> Instructions to follow: Work out how many lines in the listing below include the word "Option"; answer with the number alone.

> Given data:
***

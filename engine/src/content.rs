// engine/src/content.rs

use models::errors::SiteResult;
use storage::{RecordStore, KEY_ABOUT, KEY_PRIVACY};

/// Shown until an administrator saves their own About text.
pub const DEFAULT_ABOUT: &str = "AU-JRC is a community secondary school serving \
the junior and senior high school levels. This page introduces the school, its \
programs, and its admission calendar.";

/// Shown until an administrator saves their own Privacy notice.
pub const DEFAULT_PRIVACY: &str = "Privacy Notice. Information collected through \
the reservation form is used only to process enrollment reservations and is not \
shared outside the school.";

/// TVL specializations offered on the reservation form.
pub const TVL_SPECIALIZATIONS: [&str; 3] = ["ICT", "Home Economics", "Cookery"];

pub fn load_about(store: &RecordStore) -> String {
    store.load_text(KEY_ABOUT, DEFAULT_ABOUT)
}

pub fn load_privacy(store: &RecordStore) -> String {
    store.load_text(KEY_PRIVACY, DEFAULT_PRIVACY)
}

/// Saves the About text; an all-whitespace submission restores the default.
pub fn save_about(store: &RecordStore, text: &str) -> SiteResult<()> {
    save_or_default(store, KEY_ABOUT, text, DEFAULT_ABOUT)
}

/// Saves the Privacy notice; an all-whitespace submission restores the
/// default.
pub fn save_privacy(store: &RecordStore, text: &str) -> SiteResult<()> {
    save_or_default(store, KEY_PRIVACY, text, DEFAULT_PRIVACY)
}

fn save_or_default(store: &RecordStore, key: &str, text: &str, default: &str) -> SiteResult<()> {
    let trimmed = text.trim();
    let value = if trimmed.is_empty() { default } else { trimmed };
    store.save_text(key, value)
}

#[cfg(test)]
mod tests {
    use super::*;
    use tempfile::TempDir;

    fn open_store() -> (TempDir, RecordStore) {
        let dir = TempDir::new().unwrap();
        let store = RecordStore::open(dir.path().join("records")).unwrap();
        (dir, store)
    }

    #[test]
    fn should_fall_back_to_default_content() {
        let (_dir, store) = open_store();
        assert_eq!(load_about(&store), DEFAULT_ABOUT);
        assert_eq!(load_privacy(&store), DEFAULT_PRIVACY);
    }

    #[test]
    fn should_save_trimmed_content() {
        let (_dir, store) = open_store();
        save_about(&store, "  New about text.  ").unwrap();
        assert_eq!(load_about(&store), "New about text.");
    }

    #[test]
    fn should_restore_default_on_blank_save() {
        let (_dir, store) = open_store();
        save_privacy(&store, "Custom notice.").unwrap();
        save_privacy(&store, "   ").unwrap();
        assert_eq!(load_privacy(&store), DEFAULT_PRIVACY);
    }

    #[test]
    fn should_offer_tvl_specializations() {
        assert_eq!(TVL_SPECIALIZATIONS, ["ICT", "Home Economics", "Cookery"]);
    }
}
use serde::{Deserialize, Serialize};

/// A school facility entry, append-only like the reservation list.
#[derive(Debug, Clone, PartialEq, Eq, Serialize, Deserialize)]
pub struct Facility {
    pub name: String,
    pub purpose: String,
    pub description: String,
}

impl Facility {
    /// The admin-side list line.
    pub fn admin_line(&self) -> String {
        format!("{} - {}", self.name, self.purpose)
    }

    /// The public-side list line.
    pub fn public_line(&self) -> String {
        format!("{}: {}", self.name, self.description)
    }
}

***

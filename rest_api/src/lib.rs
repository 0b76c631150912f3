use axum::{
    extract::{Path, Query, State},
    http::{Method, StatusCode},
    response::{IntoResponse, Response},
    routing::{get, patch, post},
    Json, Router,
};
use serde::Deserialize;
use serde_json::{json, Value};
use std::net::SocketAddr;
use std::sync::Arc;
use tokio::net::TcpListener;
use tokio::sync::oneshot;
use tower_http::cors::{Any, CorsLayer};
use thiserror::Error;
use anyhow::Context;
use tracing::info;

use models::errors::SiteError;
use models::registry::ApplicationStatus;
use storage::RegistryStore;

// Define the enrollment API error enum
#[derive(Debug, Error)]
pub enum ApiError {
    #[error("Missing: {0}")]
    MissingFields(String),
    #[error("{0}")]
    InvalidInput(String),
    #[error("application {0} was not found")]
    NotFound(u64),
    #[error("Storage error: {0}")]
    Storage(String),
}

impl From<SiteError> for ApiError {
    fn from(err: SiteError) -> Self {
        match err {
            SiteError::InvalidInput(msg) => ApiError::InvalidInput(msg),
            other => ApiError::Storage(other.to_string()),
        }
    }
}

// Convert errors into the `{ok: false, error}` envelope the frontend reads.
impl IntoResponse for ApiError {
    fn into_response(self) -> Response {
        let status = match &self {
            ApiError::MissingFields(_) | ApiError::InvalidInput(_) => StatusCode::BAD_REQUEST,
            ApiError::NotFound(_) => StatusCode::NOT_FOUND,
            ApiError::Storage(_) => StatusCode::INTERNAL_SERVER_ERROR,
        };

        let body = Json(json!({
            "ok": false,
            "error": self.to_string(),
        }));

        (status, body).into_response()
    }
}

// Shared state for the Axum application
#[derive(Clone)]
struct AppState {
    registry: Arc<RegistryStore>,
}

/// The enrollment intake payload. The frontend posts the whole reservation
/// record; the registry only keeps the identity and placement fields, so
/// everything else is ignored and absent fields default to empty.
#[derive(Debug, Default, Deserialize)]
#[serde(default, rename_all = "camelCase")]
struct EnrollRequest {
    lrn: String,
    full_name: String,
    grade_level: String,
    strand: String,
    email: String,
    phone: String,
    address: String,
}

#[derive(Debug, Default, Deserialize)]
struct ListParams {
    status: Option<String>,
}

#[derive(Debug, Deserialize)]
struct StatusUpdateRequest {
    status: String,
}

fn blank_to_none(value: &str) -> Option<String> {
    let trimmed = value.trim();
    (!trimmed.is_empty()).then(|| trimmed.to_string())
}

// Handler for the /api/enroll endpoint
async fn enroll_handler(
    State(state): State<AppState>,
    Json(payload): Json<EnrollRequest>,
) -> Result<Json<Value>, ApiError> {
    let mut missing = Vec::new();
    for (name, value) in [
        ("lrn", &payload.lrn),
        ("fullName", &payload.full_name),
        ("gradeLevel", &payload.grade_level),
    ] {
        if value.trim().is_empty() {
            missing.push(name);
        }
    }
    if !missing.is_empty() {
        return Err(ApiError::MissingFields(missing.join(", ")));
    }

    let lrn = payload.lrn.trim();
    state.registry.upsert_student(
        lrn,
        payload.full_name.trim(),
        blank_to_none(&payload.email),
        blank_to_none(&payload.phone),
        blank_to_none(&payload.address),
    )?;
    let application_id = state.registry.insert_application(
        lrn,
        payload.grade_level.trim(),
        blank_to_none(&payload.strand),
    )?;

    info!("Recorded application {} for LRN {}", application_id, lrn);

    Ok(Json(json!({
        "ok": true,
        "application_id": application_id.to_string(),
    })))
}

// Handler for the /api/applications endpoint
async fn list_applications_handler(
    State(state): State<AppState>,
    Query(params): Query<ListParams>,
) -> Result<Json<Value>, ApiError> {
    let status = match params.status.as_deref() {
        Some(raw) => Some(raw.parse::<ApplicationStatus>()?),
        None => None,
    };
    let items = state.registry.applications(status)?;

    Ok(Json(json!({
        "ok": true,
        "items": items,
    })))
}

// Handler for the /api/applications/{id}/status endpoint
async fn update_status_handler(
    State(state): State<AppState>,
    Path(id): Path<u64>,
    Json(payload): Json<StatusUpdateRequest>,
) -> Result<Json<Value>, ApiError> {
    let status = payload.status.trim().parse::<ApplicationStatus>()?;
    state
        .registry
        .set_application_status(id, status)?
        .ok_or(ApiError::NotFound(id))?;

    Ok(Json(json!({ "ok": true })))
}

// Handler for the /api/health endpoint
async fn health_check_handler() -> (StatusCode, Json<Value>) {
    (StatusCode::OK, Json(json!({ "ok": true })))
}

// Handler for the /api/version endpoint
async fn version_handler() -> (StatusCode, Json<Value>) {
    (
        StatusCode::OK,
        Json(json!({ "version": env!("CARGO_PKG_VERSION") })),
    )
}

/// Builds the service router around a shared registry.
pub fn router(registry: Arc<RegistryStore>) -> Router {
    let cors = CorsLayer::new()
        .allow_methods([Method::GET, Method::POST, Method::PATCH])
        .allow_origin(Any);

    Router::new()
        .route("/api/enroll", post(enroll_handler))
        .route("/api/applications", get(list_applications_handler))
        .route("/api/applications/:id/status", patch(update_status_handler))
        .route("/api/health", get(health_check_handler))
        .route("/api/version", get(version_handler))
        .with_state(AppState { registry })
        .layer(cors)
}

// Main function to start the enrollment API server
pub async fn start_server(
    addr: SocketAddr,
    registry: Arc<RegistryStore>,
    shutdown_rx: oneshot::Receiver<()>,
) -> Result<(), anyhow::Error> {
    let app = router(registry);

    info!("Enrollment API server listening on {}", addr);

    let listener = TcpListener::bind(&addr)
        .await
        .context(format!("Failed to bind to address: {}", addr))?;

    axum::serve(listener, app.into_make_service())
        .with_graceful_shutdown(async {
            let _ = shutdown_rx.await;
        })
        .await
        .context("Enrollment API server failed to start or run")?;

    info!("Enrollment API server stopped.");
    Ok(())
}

***

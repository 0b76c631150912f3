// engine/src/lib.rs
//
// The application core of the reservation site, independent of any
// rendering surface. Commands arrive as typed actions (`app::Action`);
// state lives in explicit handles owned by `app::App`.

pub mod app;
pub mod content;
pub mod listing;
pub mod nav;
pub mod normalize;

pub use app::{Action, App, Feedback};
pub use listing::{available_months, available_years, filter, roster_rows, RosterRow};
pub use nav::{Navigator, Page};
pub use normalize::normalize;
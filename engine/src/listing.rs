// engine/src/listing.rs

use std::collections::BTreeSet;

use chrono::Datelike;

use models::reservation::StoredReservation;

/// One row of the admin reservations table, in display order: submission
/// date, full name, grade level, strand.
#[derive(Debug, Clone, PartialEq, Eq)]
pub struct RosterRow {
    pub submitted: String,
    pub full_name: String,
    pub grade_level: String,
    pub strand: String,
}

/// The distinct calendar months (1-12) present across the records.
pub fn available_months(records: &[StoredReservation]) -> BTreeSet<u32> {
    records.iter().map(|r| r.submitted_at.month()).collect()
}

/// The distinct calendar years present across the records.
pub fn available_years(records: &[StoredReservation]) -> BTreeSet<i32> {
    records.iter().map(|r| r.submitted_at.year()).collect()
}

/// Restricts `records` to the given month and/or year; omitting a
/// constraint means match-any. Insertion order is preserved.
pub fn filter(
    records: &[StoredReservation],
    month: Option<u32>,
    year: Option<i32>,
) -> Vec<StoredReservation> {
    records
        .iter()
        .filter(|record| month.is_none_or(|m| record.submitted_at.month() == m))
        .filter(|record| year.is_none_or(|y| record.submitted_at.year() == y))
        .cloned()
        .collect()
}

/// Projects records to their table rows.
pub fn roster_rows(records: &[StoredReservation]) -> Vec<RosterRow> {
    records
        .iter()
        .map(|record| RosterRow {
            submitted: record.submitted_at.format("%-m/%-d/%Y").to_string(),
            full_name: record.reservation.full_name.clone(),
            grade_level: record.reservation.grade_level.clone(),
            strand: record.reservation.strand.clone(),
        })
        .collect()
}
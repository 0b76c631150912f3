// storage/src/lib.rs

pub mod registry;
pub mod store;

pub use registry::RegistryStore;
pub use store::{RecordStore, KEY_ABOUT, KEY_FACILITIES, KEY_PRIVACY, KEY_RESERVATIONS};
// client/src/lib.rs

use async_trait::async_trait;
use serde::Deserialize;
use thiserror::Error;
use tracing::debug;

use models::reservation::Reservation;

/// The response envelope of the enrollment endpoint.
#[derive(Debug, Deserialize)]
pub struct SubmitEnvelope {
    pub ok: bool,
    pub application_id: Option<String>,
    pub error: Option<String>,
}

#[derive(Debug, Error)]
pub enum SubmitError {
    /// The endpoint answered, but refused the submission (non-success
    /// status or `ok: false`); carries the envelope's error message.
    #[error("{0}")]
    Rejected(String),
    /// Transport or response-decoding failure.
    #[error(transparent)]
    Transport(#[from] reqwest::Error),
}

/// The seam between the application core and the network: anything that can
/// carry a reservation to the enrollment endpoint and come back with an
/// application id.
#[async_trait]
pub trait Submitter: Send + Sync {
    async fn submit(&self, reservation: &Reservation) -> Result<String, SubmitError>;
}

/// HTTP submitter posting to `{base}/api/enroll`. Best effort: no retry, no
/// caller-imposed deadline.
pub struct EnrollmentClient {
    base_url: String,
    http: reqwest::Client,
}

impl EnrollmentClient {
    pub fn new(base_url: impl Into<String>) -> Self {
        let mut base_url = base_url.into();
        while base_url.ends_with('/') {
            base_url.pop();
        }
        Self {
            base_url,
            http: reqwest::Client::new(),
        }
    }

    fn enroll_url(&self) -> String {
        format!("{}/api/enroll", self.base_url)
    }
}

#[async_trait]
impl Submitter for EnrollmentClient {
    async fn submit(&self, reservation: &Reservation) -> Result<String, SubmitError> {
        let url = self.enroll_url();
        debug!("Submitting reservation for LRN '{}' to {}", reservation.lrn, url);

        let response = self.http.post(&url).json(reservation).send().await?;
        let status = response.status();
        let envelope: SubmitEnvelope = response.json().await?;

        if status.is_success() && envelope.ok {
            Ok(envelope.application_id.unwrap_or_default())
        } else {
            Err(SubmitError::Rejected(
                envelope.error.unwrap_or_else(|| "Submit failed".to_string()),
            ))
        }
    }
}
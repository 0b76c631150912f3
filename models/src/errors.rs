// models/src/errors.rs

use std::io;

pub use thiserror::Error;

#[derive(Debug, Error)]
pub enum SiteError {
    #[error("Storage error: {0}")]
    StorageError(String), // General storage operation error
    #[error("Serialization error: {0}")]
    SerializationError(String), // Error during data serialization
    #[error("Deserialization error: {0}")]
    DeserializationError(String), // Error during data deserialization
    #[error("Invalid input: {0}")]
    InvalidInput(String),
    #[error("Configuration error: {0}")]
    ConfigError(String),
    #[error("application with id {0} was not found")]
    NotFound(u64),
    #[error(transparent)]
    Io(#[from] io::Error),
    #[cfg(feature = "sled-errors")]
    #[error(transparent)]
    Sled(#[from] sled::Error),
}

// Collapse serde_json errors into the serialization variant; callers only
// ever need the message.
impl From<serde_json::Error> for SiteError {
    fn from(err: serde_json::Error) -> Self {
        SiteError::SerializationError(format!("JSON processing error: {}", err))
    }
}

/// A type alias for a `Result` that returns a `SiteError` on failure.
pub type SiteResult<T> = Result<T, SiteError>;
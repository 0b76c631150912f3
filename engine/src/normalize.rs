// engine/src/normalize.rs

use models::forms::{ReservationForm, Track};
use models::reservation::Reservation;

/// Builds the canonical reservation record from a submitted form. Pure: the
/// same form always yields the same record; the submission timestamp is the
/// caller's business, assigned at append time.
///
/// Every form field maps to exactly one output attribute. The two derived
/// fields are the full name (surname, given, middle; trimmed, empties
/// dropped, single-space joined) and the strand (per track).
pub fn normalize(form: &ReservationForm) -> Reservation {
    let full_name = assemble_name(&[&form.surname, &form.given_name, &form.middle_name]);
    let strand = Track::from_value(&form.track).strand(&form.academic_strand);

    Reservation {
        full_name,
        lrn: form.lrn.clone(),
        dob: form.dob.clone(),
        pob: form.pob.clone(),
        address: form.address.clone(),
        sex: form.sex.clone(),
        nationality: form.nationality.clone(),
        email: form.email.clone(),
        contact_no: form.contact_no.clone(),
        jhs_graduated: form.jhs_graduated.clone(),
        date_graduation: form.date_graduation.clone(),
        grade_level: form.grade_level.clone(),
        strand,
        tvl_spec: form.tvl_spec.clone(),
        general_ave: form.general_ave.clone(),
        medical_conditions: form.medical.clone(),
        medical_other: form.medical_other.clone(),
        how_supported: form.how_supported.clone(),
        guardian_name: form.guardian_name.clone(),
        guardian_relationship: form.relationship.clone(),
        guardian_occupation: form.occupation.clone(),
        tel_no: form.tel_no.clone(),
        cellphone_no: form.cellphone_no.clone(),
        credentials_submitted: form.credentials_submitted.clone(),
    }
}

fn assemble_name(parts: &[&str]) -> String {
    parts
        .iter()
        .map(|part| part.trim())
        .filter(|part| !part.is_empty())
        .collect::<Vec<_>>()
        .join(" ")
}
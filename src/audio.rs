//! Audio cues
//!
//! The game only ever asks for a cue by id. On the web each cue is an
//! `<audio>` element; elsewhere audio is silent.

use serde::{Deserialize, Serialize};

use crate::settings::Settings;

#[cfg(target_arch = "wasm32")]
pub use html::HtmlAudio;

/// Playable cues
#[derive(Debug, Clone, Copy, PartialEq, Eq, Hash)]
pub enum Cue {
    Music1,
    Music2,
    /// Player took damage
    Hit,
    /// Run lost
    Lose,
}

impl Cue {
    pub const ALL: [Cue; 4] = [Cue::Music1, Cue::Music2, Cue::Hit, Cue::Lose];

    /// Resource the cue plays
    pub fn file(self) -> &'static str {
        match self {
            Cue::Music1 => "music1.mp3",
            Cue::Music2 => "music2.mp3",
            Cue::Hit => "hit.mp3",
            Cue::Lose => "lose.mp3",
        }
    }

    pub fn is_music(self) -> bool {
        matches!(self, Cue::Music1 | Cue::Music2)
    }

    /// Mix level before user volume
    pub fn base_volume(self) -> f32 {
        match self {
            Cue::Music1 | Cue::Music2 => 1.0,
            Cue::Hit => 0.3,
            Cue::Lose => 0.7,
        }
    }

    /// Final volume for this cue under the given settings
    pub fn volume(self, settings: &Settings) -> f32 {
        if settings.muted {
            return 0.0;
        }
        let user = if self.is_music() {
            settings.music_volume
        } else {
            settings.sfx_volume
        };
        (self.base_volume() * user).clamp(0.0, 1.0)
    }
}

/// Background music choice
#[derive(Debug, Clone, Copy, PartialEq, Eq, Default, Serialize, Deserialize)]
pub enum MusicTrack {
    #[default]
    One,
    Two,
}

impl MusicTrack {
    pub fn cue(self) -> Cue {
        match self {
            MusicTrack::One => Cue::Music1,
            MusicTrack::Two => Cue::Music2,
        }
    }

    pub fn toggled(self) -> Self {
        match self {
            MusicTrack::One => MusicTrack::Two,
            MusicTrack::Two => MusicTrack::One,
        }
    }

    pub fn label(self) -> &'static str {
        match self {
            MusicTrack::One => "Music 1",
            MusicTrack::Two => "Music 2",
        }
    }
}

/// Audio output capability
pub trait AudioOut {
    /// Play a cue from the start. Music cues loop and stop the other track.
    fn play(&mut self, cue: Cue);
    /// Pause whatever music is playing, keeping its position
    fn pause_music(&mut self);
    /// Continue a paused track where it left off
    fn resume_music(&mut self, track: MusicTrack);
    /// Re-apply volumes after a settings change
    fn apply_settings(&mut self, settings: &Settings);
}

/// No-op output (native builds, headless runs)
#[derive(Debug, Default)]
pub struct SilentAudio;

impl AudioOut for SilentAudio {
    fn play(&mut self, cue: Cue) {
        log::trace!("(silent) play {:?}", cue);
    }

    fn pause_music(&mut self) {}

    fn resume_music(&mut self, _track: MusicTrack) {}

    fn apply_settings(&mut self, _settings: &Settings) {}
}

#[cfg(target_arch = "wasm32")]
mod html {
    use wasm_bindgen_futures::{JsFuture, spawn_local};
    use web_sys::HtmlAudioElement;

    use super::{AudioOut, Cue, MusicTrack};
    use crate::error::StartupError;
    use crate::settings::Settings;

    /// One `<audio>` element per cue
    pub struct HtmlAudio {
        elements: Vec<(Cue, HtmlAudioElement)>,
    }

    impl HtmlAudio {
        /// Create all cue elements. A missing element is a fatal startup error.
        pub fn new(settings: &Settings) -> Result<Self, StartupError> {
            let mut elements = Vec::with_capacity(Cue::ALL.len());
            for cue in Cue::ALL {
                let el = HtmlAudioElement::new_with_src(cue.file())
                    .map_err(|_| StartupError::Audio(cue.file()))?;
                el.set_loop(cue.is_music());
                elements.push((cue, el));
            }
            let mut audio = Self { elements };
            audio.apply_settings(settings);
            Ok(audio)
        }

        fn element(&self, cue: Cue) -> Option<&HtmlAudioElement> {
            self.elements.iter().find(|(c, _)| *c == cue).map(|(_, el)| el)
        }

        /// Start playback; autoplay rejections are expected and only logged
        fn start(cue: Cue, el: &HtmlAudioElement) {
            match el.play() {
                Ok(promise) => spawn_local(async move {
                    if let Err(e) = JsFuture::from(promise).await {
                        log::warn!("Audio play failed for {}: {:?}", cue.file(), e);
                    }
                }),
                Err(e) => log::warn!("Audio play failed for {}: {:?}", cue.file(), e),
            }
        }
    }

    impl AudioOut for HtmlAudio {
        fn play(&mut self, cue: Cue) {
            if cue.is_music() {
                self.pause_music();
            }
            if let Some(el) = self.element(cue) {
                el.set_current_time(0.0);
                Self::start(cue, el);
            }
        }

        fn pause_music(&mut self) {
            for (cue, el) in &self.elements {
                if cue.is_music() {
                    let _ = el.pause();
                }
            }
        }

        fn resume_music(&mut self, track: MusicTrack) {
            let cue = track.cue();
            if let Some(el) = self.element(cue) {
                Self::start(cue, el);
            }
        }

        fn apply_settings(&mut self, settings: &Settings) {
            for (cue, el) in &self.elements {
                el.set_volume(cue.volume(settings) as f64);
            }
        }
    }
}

***

> Exercise output: 7